We conducted our audits in accordance with auditing standards generally accepted in the United States of America. Those standards require that we plan and perform an audit to obtain reasonable assurance that the financial statements are free of material misstatement. An audit includes examining, on a test basis, evidence supporting the amounts and disclosures in the financial statements. An audit also includes assessing the accounting principles used and significant estimates made by the Company’s management, as well as evaluating the overall financial statement presentation. We believe that our audits provide a reasonable basis for our opinion.
In our opinion, the financial statements referred to above present fairly, in all material respects, the financial position of the Company as of March 31, 2002 and 2001, and the results of its operations and cash flows for each of the years then ended in conformity with accounting principles generally accepted in Israel.

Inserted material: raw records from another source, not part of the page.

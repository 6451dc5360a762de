use std::fmt::Write as _;

use criterion::{black_box, criterion_group, criterion_main, Criterion};
use tabula_core::aggregate::{distinct, fill_cross_product};
use tabula_core::{group_by, load, CategoryKey, GroupOrder, Metric, Record, RecordSet, Schema};

const TYPES: [&str; 8] = ["Fire", "Water", "Grass", "Bug", "Normal", "Psychic", "Rock", "Ghost"];

fn build_set(n: usize) -> RecordSet {
    let mut text = String::from("Type_1,Generation,Attack\n");
    for i in 0..n {
        let _ = writeln!(text, "{},{},{}", TYPES[i % TYPES.len()], 1 + i % 7, 20 + (i * 37) % 150);
    }
    load(&text, &Schema::new().number("Generation").number("Attack")).unwrap_or_else(|e| panic!("bench data: {e}"))
}

fn bench_group_by(c: &mut Criterion) {
    let mut group = c.benchmark_group("group_by");
    for &n in &[1_000usize, 50_000usize] {
        let set = build_set(n);
        let t = set.column("Type_1").unwrap_or_else(|e| panic!("{e}"));
        let g = set.column("Generation").unwrap_or_else(|e| panic!("{e}"));
        let attack = set.column("Attack").unwrap_or_else(|e| panic!("{e}"));

        group.bench_function(format!("count_cross_{n}"), |b| {
            b.iter(|| {
                let key = |r: &Record| (CategoryKey::from(t.text(r)), CategoryKey::from(g.text(r)));
                let counted = group_by(set.iter(), key, &[Metric::count("count")], GroupOrder::Ascending);
                let rows = distinct(set.iter(), |r| key(r).0);
                let cols = distinct(set.iter(), |r| key(r).1);
                black_box(fill_cross_product(counted, &rows, &cols));
            });
        });
        group.bench_function(format!("mean_{n}"), |b| {
            b.iter(|| {
                let metrics = [Metric::mean("Attack", |r: &Record| attack.number(r))];
                black_box(group_by(set.iter(), |r| CategoryKey::from(t.text(r)), &metrics, GroupOrder::Ascending));
            });
        });
    }
    group.finish();
}

criterion_group!(benches, bench_group_by);
criterion_main!(benches);
// File: crates/tabula-render-skia/src/raster.rs
// Summary: Paints a tabula-core canvas onto a Skia CPU raster surface and encodes it as PNG.

use anyhow::{anyhow, Result};
use skia_safe as skia;
use tabula_core::canvas::Layer;
use tabula_core::color::Rgba;
use tabula_core::mark::{Mark, Paint, Shape, Style};
use tabula_core::Canvas;
use tracing::debug;

use crate::text::TextShaper;

fn color(c: Rgba) -> skia::Color {
    skia::Color::from_argb(c.a, c.r, c.g, c.b)
}

/// Rasterizes canvases. Holds the font collection so repeated renders share it.
#[derive(Default)]
pub struct SkiaRenderer {
    text: TextShaper,
}

impl SkiaRenderer {
    pub fn new() -> Self {
        Self { text: TextShaper::new() }
    }

    /// Render to PNG bytes at the canvas's own size.
    pub fn render_png(&self, canvas: &Canvas) -> Result<Vec<u8>> {
        let mut surface = skia::surfaces::raster_n32_premul((canvas.width() as i32, canvas.height() as i32))
            .ok_or_else(|| anyhow!("failed to create raster surface"))?;
        let target = surface.canvas();
        target.clear(color(canvas.background()));

        for layer in canvas.layers() {
            self.draw_layer(target, canvas, layer);
        }

        let image = surface.image_snapshot();
        #[allow(deprecated)]
        let data = image
            .encode_to_data(skia::EncodedImageFormat::PNG)
            .ok_or_else(|| anyhow!("encode PNG failed"))?;
        debug!(width = canvas.width(), height = canvas.height(), bytes = data.as_bytes().len(), "rasterized canvas");
        Ok(data.as_bytes().to_vec())
    }

    fn draw_layer(&self, target: &skia::Canvas, canvas: &Canvas, layer: &Layer) {
        target.save();
        target.translate((layer.origin.0 as f32, layer.origin.1 as f32));
        for mark in &layer.marks {
            self.draw_mark(target, canvas, mark);
        }
        target.restore();
    }

    fn draw_mark(&self, target: &skia::Canvas, canvas: &Canvas, mark: &Mark) {
        let (shape, style) = mark.appearance();
        let bounds = bounds(&shape);
        let fill = paint_for(canvas, &style.fill, &style, bounds, skia::paint::Style::Fill);
        let stroke = paint_for(canvas, &style.stroke, &style, bounds, skia::paint::Style::Stroke);

        match &shape {
            Shape::Circle { cx, cy, r } => {
                for p in [&fill, &stroke].into_iter().flatten() {
                    target.draw_circle((*cx as f32, *cy as f32), *r as f32, p);
                }
            }
            Shape::Rect { x, y, width, height } => {
                let rect = skia::Rect::from_xywh(*x as f32, *y as f32, width.max(0.0) as f32, height.max(0.0) as f32);
                for p in [&fill, &stroke].into_iter().flatten() {
                    target.draw_rect(rect, p);
                }
            }
            Shape::Line { x1, y1, x2, y2 } => {
                if let Some(p) = &stroke {
                    target.draw_line((*x1 as f32, *y1 as f32), (*x2 as f32, *y2 as f32), p);
                }
            }
            Shape::Path { points, closed } => {
                let path = path_of(points, *closed);
                for p in [&fill, &stroke].into_iter().flatten() {
                    target.draw_path(&path, p);
                }
            }
            Shape::Text { x, y, content, font } => {
                if let Some(p) = &fill {
                    self.text.draw(target, content, (*x as f32, *y as f32), font, p);
                }
            }
        }
    }
}

/// Skia paint for one side (fill or stroke) of a mark; `None` when that side is unpainted.
fn paint_for(canvas: &Canvas, p: &Paint, style: &Style, bounds: skia::Rect, kind: skia::paint::Style) -> Option<skia::Paint> {
    let mut paint = skia::Paint::default();
    paint.set_anti_alias(true);
    paint.set_style(kind);
    if kind == skia::paint::Style::Stroke {
        paint.set_stroke_width(style.stroke_width as f32);
    }
    match p {
        Paint::None => return None,
        Paint::Solid(c) => {
            paint.set_color(color(*c));
            paint.set_alpha_f(c.opacity() as f32 * style.opacity as f32);
        }
        Paint::Gradient(id) => {
            let gradient = canvas.gradients().iter().find(|g| &g.id == id)?;
            let colors: Vec<skia::Color> = gradient.stops.iter().map(|(_, c)| color(*c)).collect();
            let offsets: Vec<f32> = gradient.stops.iter().map(|(o, _)| *o as f32).collect();
            // horizontal across the shape's bounding box
            let shader = skia::Shader::linear_gradient(
                ((bounds.left, bounds.top), (bounds.right, bounds.top)),
                colors.as_slice(),
                offsets.as_slice(),
                skia::TileMode::Clamp,
                None,
                None,
            )?;
            paint.set_shader(shader);
            paint.set_alpha_f(style.opacity as f32);
        }
    }
    Some(paint)
}

fn bounds(shape: &Shape) -> skia::Rect {
    match shape {
        Shape::Rect { x, y, width, height } => skia::Rect::from_xywh(*x as f32, *y as f32, *width as f32, *height as f32),
        Shape::Circle { cx, cy, r } => skia::Rect::from_ltrb((cx - r) as f32, (cy - r) as f32, (cx + r) as f32, (cy + r) as f32),
        _ => {
            let (x, y) = shape.anchor();
            skia::Rect::from_xywh(x as f32, y as f32, 1.0, 1.0)
        }
    }
}

/// Polyline split at NaN coordinates; only an unbroken outline is closed.
fn path_of(points: &[(f64, f64)], closed: bool) -> skia::Path {
    let runs = Shape::segments(points);
    let mut path = skia::Path::new();
    for run in &runs {
        for (i, (x, y)) in run.iter().enumerate() {
            if i == 0 {
                path.move_to((*x as f32, *y as f32));
            } else {
                path.line_to((*x as f32, *y as f32));
            }
        }
    }
    if closed && runs.len() == 1 {
        path.close();
    }
    path
}
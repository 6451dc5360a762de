// File: crates/tabula-core/src/context.rs
// Summary: Shared, read-only dataset handle passed to every chart that needs it.

use std::ops::Deref;
use std::path::Path;
use std::sync::Arc;

use crate::error::LoadError;
use crate::loader::Loader;
use crate::record::RecordSet;

/// The loaded dataset plus where it came from. Cloning shares the records.
#[derive(Clone, Debug)]
pub struct DataContext {
    records: Arc<RecordSet>,
    source: Arc<str>,
}

impl DataContext {
    pub fn new(source: impl Into<Arc<str>>, records: RecordSet) -> Self {
        Self { records: Arc::new(records), source: source.into() }
    }

    /// Load once from disk; the only place a context is written.
    pub fn load(loader: &Loader, path: impl AsRef<Path>) -> Result<Self, LoadError> {
        let path = path.as_ref();
        let records = loader.load_path(path)?;
        Ok(Self::new(path.display().to_string(), records))
    }

    pub fn source(&self) -> &str {
        &self.source
    }

    pub fn records(&self) -> &RecordSet {
        &self.records
    }
}

impl Deref for DataContext {
    type Target = RecordSet;

    fn deref(&self) -> &RecordSet {
        &self.records
    }
}
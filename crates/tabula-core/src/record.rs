// File: crates/tabula-core/src/record.rs
// Summary: Typed values, records, the immutable record set and resolved column accessors.

use std::borrow::Cow;
use std::fmt;
use std::sync::Arc;

use serde::Serialize;

use crate::error::{ChartError, Result};
use crate::schema::{Coercion, Schema};

/// One typed cell.
#[derive(Clone, Debug, PartialEq, Serialize)]
#[serde(untagged)]
pub enum Value {
    Number(f64),
    Bool(bool),
    Text(String),
}

impl Value {
    /// Numeric view; text parses leniently, booleans read as 1/0.
    pub fn as_number(&self) -> f64 {
        match self {
            Value::Number(n) => *n,
            Value::Bool(b) => {
                if *b {
                    1.0
                } else {
                    0.0
                }
            }
            Value::Text(s) => s.trim().parse().unwrap_or(f64::NAN),
        }
    }

    pub fn as_bool(&self) -> bool {
        matches!(self, Value::Bool(true))
    }

    pub fn as_text(&self) -> Cow<'_, str> {
        match self {
            Value::Text(s) => Cow::Borrowed(s),
            other => Cow::Owned(other.to_string()),
        }
    }

    /// The NaN sentinel a failed numeric coercion leaves behind.
    pub fn is_missing(&self) -> bool {
        matches!(self, Value::Number(n) if n.is_nan())
    }
}

impl fmt::Display for Value {
    fn fmt(&self, f: &mut fmt::Formatter<'_>) -> fmt::Result {
        match self {
            Value::Number(n) => write!(f, "{n}"),
            Value::Bool(b) => write!(f, "{b}"),
            Value::Text(s) => f.write_str(s),
        }
    }
}

/// Row ordinal assigned at load time. Stable across filtering and reordering,
/// which makes it the identity key for marks bound to records.
#[derive(Clone, Copy, Debug, PartialEq, Eq, PartialOrd, Ord, Hash, Serialize)]
#[serde(transparent)]
pub struct RecordId(pub u32);

impl fmt::Display for RecordId {
    fn fmt(&self, f: &mut fmt::Formatter<'_>) -> fmt::Result {
        self.0.fmt(f)
    }
}

#[derive(Clone, Debug, PartialEq)]
pub struct Record {
    id: RecordId,
    values: Box<[Value]>,
}

impl Record {
    pub(crate) fn new(id: RecordId, values: Vec<Value>) -> Self {
        Self { id, values: values.into_boxed_slice() }
    }

    pub fn id(&self) -> RecordId {
        self.id
    }

    pub fn values(&self) -> &[Value] {
        &self.values
    }

    pub fn get(&self, index: usize) -> Option<&Value> {
        self.values.get(index)
    }
}

/// All records of one dataset, sharing one resolved schema. Immutable once built.
#[derive(Debug)]
pub struct RecordSet {
    schema: Arc<Schema>,
    records: Vec<Record>,
    shape_warnings: usize,
}

impl RecordSet {
    pub(crate) fn new(schema: Schema, records: Vec<Record>, shape_warnings: usize) -> Self {
        Self { schema: Arc::new(schema), records, shape_warnings }
    }

    pub fn schema(&self) -> &Schema {
        &self.schema
    }

    pub fn records(&self) -> &[Record] {
        &self.records
    }

    pub fn iter(&self) -> std::slice::Iter<'_, Record> {
        self.records.iter()
    }

    pub fn len(&self) -> usize {
        self.records.len()
    }

    pub fn is_empty(&self) -> bool {
        self.records.is_empty()
    }

    pub fn get(&self, id: RecordId) -> Option<&Record> {
        // ids are dense row ordinals
        self.records.get(id.0 as usize).filter(|r| r.id == id)
    }

    /// Number of numeric cells that coerced to the NaN sentinel.
    pub fn shape_warnings(&self) -> usize {
        self.shape_warnings
    }

    /// Resolve a field name once; the returned accessor is cheap to clone.
    pub fn column(&self, name: &str) -> Result<Column> {
        let index = self
            .schema
            .index_of(name)
            .ok_or_else(|| ChartError::UnknownField(name.to_string()))?;
        Ok(Column { index, name: Arc::from(name) })
    }

    /// Records passing `predicate`, in load order.
    pub fn subset<P>(&self, mut predicate: P) -> Vec<&Record>
    where
        P: FnMut(&Record) -> bool,
    {
        self.records.iter().filter(|r| predicate(r)).collect()
    }

    /// Re-apply the schema's coercions to every record. Idempotent on loaded data.
    pub fn recoerced(&self) -> Vec<Vec<Value>> {
        let rules: Vec<&Coercion> = self.schema.fields().iter().map(|f| &f.coercion).collect();
        self.records
            .iter()
            .map(|r| r.values.iter().zip(&rules).map(|(v, rule)| rule.recoerce(v)).collect())
            .collect()
    }
}

impl<'a> IntoIterator for &'a RecordSet {
    type Item = &'a Record;
    type IntoIter = std::slice::Iter<'a, Record>;

    fn into_iter(self) -> Self::IntoIter {
        self.records.iter()
    }
}

/// A field resolved against a record set's schema.
#[derive(Clone, Debug, PartialEq, Eq)]
pub struct Column {
    index: usize,
    name: Arc<str>,
}

impl Column {
    pub fn name(&self) -> &str {
        &self.name
    }

    pub fn value<'r>(&self, record: &'r Record) -> Option<&'r Value> {
        record.get(self.index)
    }

    pub fn number(&self, record: &Record) -> f64 {
        self.value(record).map_or(f64::NAN, Value::as_number)
    }

    pub fn text<'r>(&self, record: &'r Record) -> Cow<'r, str> {
        self.value(record).map_or(Cow::Borrowed(""), Value::as_text)
    }

    pub fn boolean(&self, record: &Record) -> bool {
        self.value(record).is_some_and(Value::as_bool)
    }
}
// File: crates/tabula-render-skia/build.rs
// Summary: Build script to link required Windows system libraries for Skia/ICU.

fn main() {
    #[cfg(target_os = "windows")]
    {
        // Needed for RegOpenKeyExW, RegQueryInfoKeyW, etc.
        println!("cargo:rustc-link-lib=advapi32");
    }
}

Accounting principles generally accepted in Israel differ in certain respects from accounting principles generally accepted in the United States of America. The differences between the accounting principles accepted in Israel and those generally accepted in the United States of America as they relate to these financial statements are summarized in Note 21 to the financial statements.
As described in Notes 1D and 7(2), the Company, at the direction of the parent company as of the balance sheet date, reached a decision at the end of the fiscal year to close or sell the Company. Subsequent to that decision, 52% of the Company’s employees were made redundant. As described in Note 1B, on October 4, 2002, all of the outstanding shares and intercompany debt of the Company were sold to a wholly-owned subsidiary of Airspan Networks Inc.
As discussed in Note 2Q, the accompanying financial statements as of March 31, 2002 and 2001 have been restated.
/s/ Brightman Almagor & Co.
Brightman Almagor & Co.
Certified Public Accountants
A member of Deloitte Touche Tohmatsu
Tel Aviv, Israel
December 6, 2002
1
AIRSPAN NETWORKS (ISRAEL) LTD.
(FORMERLY MARCONI COMMUNICATIONS ISRAEL LTD.)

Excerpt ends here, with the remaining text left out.